Es verdaderamente importante que la cuestión de la corrupción ocupe un lugar destacado en la campaña electoral que comienza a vivirse en la Argentina. Y es más importante aún que el tratamiento que se le dé al tema sea desde una mirada de alto vuelo, buscando los consensos propios de las políticas de Estado, y no que se lo utilice como arma de ataque a los rivales políticos.
Es sabido el daño que la corrupción produce en el cuerpo social de los países que la sufren. No solo resta recursos al Estado para que éste cumpla con su finalidad de lograr el bien común, sino que fomenta un generalizado incumplimiento de la ley, donde violarla para conseguir una ventaja es cosa de todos los días. Por otro lado, una mirada atenta y honesta descubre fácilmente que el drama de la corrupción no es algo privativo de los funcionarios públicos, sino también de los empresarios y de otros particulares, y que no solo se da en los gobiernos encabezados por dirigentes populares, que aplican medidas de fomento social, sino también en aquellos cuyos dirigentes provienen de estamentos sociales más altos, o del sector empresario, que aplican políticas basadas en el modelo neoliberal.
Por eso es necesario que la cuestión sea abordada no para acusar y perseguir contrincantes, sino para proponer medidas que impidan, o al menos mitiguen, los efectos deletéreos de este drama. Medidas que apunten a crear un marco institucional sólido, democrático y participativo, que constituya una herramienta eficiente para prevenirla, combatirla y sancionarla.
Crear ese marco necesitará un conjunto de medidas tales como el financiamiento de la actividad política a cargo exclusivamente del Estado; una ley de protección integral de testigos y denunciantes de actos de corrupción; reformular la figura del “arrepentido” o del “ delator premiado”; nuevas reglas relativas a las incompatibilidades en el ejercicio de la función pública; una ley que trasparente verdaderamente el sistema de compras y contrataciones del Estado; un mejoramiento e independencia real del sistema de Justicia, acompañado de un adecuado y amplio acceso al sistema, entre otras. Pero lo prioritario será dotar de verdadera autonomía a los organismos de control, por un lado, y por el otro otorgar activa participación a la sociedad civil, para que ejerza un imprescindible control social. El primer paso será reformular la estructura de la Oficina Anticorrupción, principal órgano de control de los actos de corrupción, por una razón obvia: quien controla no puede depender del controlado, como ocurre desde que se puso en marcha: controla al Poder Ejecutivo, pero depende de él. Debería ser un organismo autónomo, independiente de los poderes del Estado y con presupuesto propio. Un organismo colegiado, conformado por representantes de las universidades, de la sociedad civil y de los distintos sectores con representación parlamentaria. Con nombramientos de duración limitada, a través de procedimientos prefijados y transparentes; y con selección del personal permanente del organismo por rigurosos concursos auditados por la sociedad civil.

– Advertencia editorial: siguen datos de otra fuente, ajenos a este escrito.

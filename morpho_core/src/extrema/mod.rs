/*
This file is part of morpho_core.
Copyright (C) 2026 the morpho_core contributors

morpho_core is free software: you can redistribute it and/or modify
it under the terms of the GNU General Public License as published by
the Free Software Foundation, either version 3 of the License, or
(at your option) any later version.

This program is distributed in the hope that it will be useful,
but WITHOUT ANY WARRANTY; without even the implied warranty of
MERCHANTABILITY or FITNESS FOR A PARTICULAR PURPOSE.  See the
GNU General Public License for more details.

You should have received a copy of the GNU General Public License
along with this program.  If not, see <http://www.gnu.org/licenses/>.
*/
//! Regional/extended extrema, imposition, and priority-queue attribute
//! openings (spec §4.5). Built directly on top of flood-fill, reconstruction
//! and (for the binary fast path) labeling.

use crate::error::MorphResult;
use crate::floodfill::flood_fill_into;
use crate::raster::neighborhood::{for_each_neighbor, Connectivity};
use crate::raster::Raster;
use crate::reconstruction::{reconstruct_by_dilation, reconstruct_by_erosion};
use std::cmp::Ordering;
use std::collections::{BinaryHeap, HashSet};

fn complement(raster: &Raster) -> Raster {
    let mut out = raster.duplicate();
    let max_v = out.max_value();
    for i in 0..out.len() {
        let v = out.get_f64_unchecked(i);
        out.set_f64_unchecked(i, max_v - v);
    }
    out
}

/// Regional maxima via the flood-fill method (spec §4.5): scan for a pixel
/// with a strictly greater neighbor, flood-fill its same-valued plateau with
/// a "not a maximum" sentinel, then binarize what survives.
pub fn regional_maxima(image: &Raster, conn: impl Into<Connectivity>) -> MorphResult<Raster> {
    let conn = conn.into();
    conn.validate(image)?;
    let (sx, sy, sz) = image.dims();
    let mut sentinel = Raster::new_3d(sx, sy, sz, crate::pixel::ElementKind::U8);

    for z in 0..sz as i64 {
        for y in 0..sy as i64 {
            for x in 0..sx as i64 {
                let idx = image.index_unchecked(x as usize, y as usize, z as usize);
                if sentinel.get_f64_unchecked(idx) != 0.0 {
                    continue;
                }
                let v = image.get_f64_unchecked(idx);
                let mut has_greater = false;
                for_each_neighbor(image, x, y, z, conn, |nx, ny, nz| {
                    let nv = image.get_f64_unchecked(image.index_unchecked(nx as usize, ny as usize, nz as usize));
                    if nv > v {
                        has_greater = true;
                    }
                });
                if has_greater {
                    flood_fill_into(image, (x, y, z), &mut sentinel, 255.0, conn)?;
                }
            }
        }
    }

    let mut out = image.duplicate();
    for i in 0..out.len() {
        out.set_f64_unchecked(i, if sentinel.get_f64_unchecked(i) == 0.0 { 255.0 } else { 0.0 });
    }
    Ok(out)
}

/// Regional minima: the dual of [`regional_maxima`] under pointwise
/// complement.
pub fn regional_minima(image: &Raster, conn: impl Into<Connectivity>) -> MorphResult<Raster> {
    regional_maxima(&complement(image), conn)
}

/// `extended_maxima(I, h) = regional_maxima(reconstruct_by_dilation(I, I+h))`.
/// `h = 0` reduces to the regional case.
pub fn extended_maxima(image: &Raster, h: f64, conn: impl Into<Connectivity>) -> MorphResult<Raster> {
    let conn = conn.into();
    let mut mask = image.duplicate();
    let max_v = mask.max_value();
    for i in 0..mask.len() {
        let v = mask.get_f64_unchecked(i);
        mask.set_f64_unchecked(i, (v + h).min(max_v));
    }
    let reconstructed = reconstruct_by_dilation(image, &mask, conn)?;
    regional_maxima(&reconstructed, conn)
}

/// Symmetric to [`extended_maxima`] under complement.
pub fn extended_minima(image: &Raster, h: f64, conn: impl Into<Connectivity>) -> MorphResult<Raster> {
    extended_maxima(&complement(image), h, conn)
}

/// `impose_minima(I, M)`: forces the binary marker `M` to become the sole set
/// of regional minima of the result (spec §4.5).
pub fn impose_minima(image: &Raster, binary_marker: &Raster, conn: impl Into<Connectivity>) -> MorphResult<Raster> {
    let conn = conn.into();
    let (sx, sy, sz) = image.dims();
    let mut marker = Raster::new_3d(sx, sy, sz, image.element_kind());
    let mut mask = Raster::new_3d(sx, sy, sz, image.element_kind());
    let max_v = marker.max_value();
    for i in 0..marker.len() {
        let on_marker = binary_marker.get_f64_unchecked(i) != 0.0;
        marker.set_f64_unchecked(i, if on_marker { 0.0 } else { max_v });
        let v = image.get_f64_unchecked(i);
        mask.set_f64_unchecked(i, if on_marker { 0.0 } else { (v + 1.0).min(max_v) });
    }
    reconstruct_by_erosion(&marker, &mask, conn)
}

/// Symmetric to [`impose_minima`] under complement.
pub fn impose_maxima(image: &Raster, binary_marker: &Raster, conn: impl Into<Connectivity>) -> MorphResult<Raster> {
    let out = impose_minima(&complement(image), binary_marker, conn)?;
    Ok(complement(&out))
}

#[derive(PartialEq)]
struct Entry {
    value: f64,
    seq: u64,
    idx: usize,
}
impl Eq for Entry {}
impl Ord for Entry {
    fn cmp(&self, other: &Self) -> Ordering {
        self.value
            .partial_cmp(&other.value)
            .unwrap_or(Ordering::Equal)
            .then_with(|| other.seq.cmp(&self.seq))
    }
}
impl PartialOrd for Entry {
    fn partial_cmp(&self, other: &Self) -> Option<Ordering> {
        Some(self.cmp(other))
    }
}

/// Priority-queue area/volume opening (spec §4.5): every regional maximum
/// whose plateau plus adjacent descending slope has fewer than `min_size`
/// pixels is merged down to the surrounding level.
pub fn area_open(image: &Raster, min_size: u32, conn: impl Into<Connectivity>) -> MorphResult<Raster> {
    let conn = conn.into();
    conn.validate(image)?;
    let maxima = regional_maxima(image, conn)?;
    let mut out = image.duplicate();
    let mut processed = vec![false; image.len()];
    let (sx, sy, sz) = image.dims();

    for z in 0..sz as i64 {
        for y in 0..sy as i64 {
            for x in 0..sx as i64 {
                let idx = image.index_unchecked(x as usize, y as usize, z as usize);
                if processed[idx] || maxima.get_f64_unchecked(idx) == 0.0 {
                    continue;
                }
                grow_and_maybe_flatten(image, &mut out, &mut processed, idx, min_size, conn);
            }
        }
    }
    Ok(out)
}

fn grow_and_maybe_flatten(
    image: &Raster,
    out: &mut Raster,
    processed: &mut [bool],
    rep_idx: usize,
    min_size: u32,
    conn: Connectivity,
) {
    let mut heap = BinaryHeap::new();
    let mut in_heap: HashSet<usize> = HashSet::new();
    let mut accepted: HashSet<usize> = HashSet::new();
    let mut seq = 0u64;

    heap.push(Entry {
        value: image.get_f64_unchecked(rep_idx),
        seq,
        idx: rep_idx,
    });
    in_heap.insert(rep_idx);
    seq += 1;

    let mut current_level = image.get_f64_unchecked(rep_idx);

    while let Some(top) = heap.pop() {
        let top_val = image.get_f64_unchecked(top.idx);
        if top_val > current_level {
            break; // would merge into a distinct, higher maximum
        }
        accepted.insert(top.idx);
        if top_val < current_level {
            current_level = top_val;
        }
        let (tx, ty, tz) = image.unflatten(top.idx);
        for_each_neighbor(image, tx as i64, ty as i64, tz as i64, conn, |nx, ny, nz| {
            let nidx = image.index_unchecked(nx as usize, ny as usize, nz as usize);
            if !in_heap.contains(&nidx) && !accepted.contains(&nidx) {
                in_heap.insert(nidx);
                heap.push(Entry {
                    value: image.get_f64_unchecked(nidx),
                    seq,
                    idx: nidx,
                });
                seq += 1;
            }
        });
        if accepted.len() as u32 >= min_size {
            break;
        }
    }

    // Flatten every accepted pixel to the level the region settled at. For a
    // plateau that already reached `min_size` without the level ever
    // dropping this is a no-op; for a peak merged down into its surroundings
    // it is what actually performs the opening.
    for &idx in &accepted {
        out.set_f64_unchecked(idx, current_level);
    }
    for &idx in &accepted {
        processed[idx] = true;
    }
}

/// The dual attribute filter on minima (spec §4.5: "the symmetric operation
/// on minima is `volume_closing`").
pub fn volume_closing(image: &Raster, min_size: u32, conn: impl Into<Connectivity>) -> MorphResult<Raster> {
    let conn = conn.into();
    let opened = area_open(&complement(image), min_size, conn)?;
    Ok(complement(&opened))
}

/// Binary attribute filter (spec §4.5): reduces to labeling when the input is
/// already binary, falling back to the full priority-queue algorithm
/// otherwise.
pub fn binary_area_open(image: &Raster, min_size: u32, conn: impl Into<Connectivity>) -> MorphResult<Raster> {
    let conn = conn.into();
    if image.is_binary() {
        crate::labeling::size_opening(image, conn, min_size)
    } else {
        area_open(image, min_size, conn)
    }
}

#[cfg(test)]
mod tests {
    use super::*;
    use crate::pixel::ElementKind;
    use crate::raster::neighborhood::Connectivity2D;
    use crate::raster::Region;

    #[test]
    fn regional_maxima_keeps_only_true_plateaus() {
        let mut r = Raster::new_2d(5, 5, ElementKind::U8);
        r.fill(Region::full(&r), 100.0);
        r.set_f64(2, 2, 0, 200.0).unwrap(); // a true regional maximum
        r.set_f64(0, 0, 0, 150.0).unwrap(); // dominated by a neighbor: not a maximum
        r.set_f64(0, 1, 0, 180.0).unwrap();
        let out = regional_maxima(&r, Connectivity2D::C8).unwrap();
        assert_eq!(out.get_f64(2, 2, 0).unwrap(), 255.0);
        assert_eq!(out.get_f64(0, 0, 0).unwrap(), 0.0);
    }

    #[test]
    fn extended_maxima_at_h_zero_matches_regional_maxima() {
        let mut r = Raster::new_2d(6, 6, ElementKind::U8);
        r.fill(Region::full(&r), 50.0);
        r.set_f64(3, 3, 0, 220.0).unwrap();
        let regional = regional_maxima(&r, Connectivity2D::C4).unwrap();
        let extended = extended_maxima(&r, 0.0, Connectivity2D::C4).unwrap();
        assert_eq!(regional, extended);
    }

    #[test]
    fn impose_minima_forces_the_chosen_marker_to_be_the_only_minimum() {
        let mut r = Raster::new_2d(7, 7, ElementKind::U8);
        r.fill(Region::full(&r), 200.0);
        r.set_f64(1, 1, 0, 10.0).unwrap(); // a spurious existing minimum
        let mut marker = Raster::new_2d(7, 7, ElementKind::U8);
        marker.set_f64(5, 5, 0, 255.0).unwrap();
        let out = impose_minima(&r, &marker, Connectivity2D::C4).unwrap();
        let minima = regional_minima(&out, Connectivity2D::C4).unwrap();
        assert_eq!(minima.get_f64(5, 5, 0).unwrap(), 255.0);
        assert_eq!(minima.get_f64(1, 1, 0).unwrap(), 0.0);
    }

    #[test]
    fn area_opening_merges_the_small_peak_but_keeps_the_larger_plateau() {
        // E5
        let mut r = Raster::new_2d(9, 9, ElementKind::U8);
        r.fill(Region::full(&r), 200.0);
        r.set_f64(1, 1, 0, 250.0).unwrap();
        r.fill(
            Region {
                x0: 4,
                y0: 4,
                z0: 0,
                x1: 7,
                y1: 7,
                z1: 1,
            },
            230.0,
        );
        let out = area_open(&r, 5, Connectivity2D::C8).unwrap();
        assert_eq!(out.get_f64(1, 1, 0).unwrap(), 200.0);
        assert_eq!(out.get_f64(5, 5, 0).unwrap(), 230.0);
    }

    #[test]
    fn area_opening_is_monotone_in_min_size() {
        // invariant 6
        let mut r = Raster::new_2d(9, 9, ElementKind::U8);
        r.fill(Region::full(&r), 100.0);
        r.set_f64(1, 1, 0, 180.0).unwrap();
        r.fill(
            Region {
                x0: 4,
                y0: 4,
                z0: 0,
                x1: 7,
                y1: 7,
                z1: 1,
            },
            150.0,
        );
        let small = area_open(&r, 3, Connectivity2D::C8).unwrap();
        let big = area_open(&r, 20, Connectivity2D::C8).unwrap();
        for i in 0..r.len() {
            assert!(small.get_f64_unchecked(i) >= big.get_f64_unchecked(i));
        }
    }

    #[test]
    fn binary_area_open_matches_labeling_size_opening_on_binary_input() {
        let mut r = Raster::new_2d(10, 4, ElementKind::U8);
        r.fill(
            Region {
                x0: 0,
                y0: 0,
                z0: 0,
                x1: 1,
                y1: 1,
                z1: 1,
            },
            255.0,
        );
        r.fill(
            Region {
                x0: 4,
                y0: 0,
                z0: 0,
                x1: 8,
                y1: 3,
                z1: 1,
            },
            255.0,
        );
        let via_facade = binary_area_open(&r, 5, Connectivity2D::C8).unwrap();
        let via_labeling = crate::labeling::size_opening(&r, Connectivity2D::C8, 5).unwrap();
        assert_eq!(via_facade, via_labeling);
    }
}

Y además de las actuales, entre sus funciones deberían figurar el seguimiento de la fortuna de los funcionarios públicos, formular políticas orientadas a mejorar los procedimientos de transparencia en materia de compras y contrataciones públicas, establecer mecanismos idóneos para los procesos de rendición de cuentas, y mejorar y simplificar el acceso detallado a la información.
Esa nueva Oficina Anticorrupción, o como se llame en el futuro, y los demás organismos de control, como así también las restantes medidas que requiera el marco institucional anticorrupción que deberá crearse, deberán tener una fuerte articulación con la sociedad y sus organizaciones, porque sin compromiso y participación social será muy difícil lograr efectividad en la lucha contra la corrupción.
Los mecanismos de participación social son numerosos y de sus buenos resultados pueden dar fe experiencias de otros países. Desde compromisos institucionales y convenios entre reparticiones públicas y organizaciones de la sociedad civil para fiscalizaciones y auditorías, hasta el mejoramiento en la amplitud y celeridad del acceso a la información; y desde la capacitación y sensibilización de la gente para que esté atenta al quehacer burocrático del Estado, hasta mecanismos de rendiciones de cuentas públicas ante instituciones sociales. Programas destinados a fomentar la concientización y participación activa de la sociedad civil en el seguimiento de los asuntos vecinales, provinciales o nacionales, es decir, del sector público, como parte de sus responsabilidades ciudadanas.
En definitiva, para luchar contra la corrupción se hace necesario buscar los consensos necesarios en todos los sectores, para crear en el país un marco institucional fuerte, partiendo de la autonomía de los organismos de control y generando instancias eficientes de control social. Ojalá se aproveche el turno electoral que le toca vivir al país, para que se debata la cuestión con creatividad, buena fe y compromiso democrático.
*Abogados especialistas en corrupción.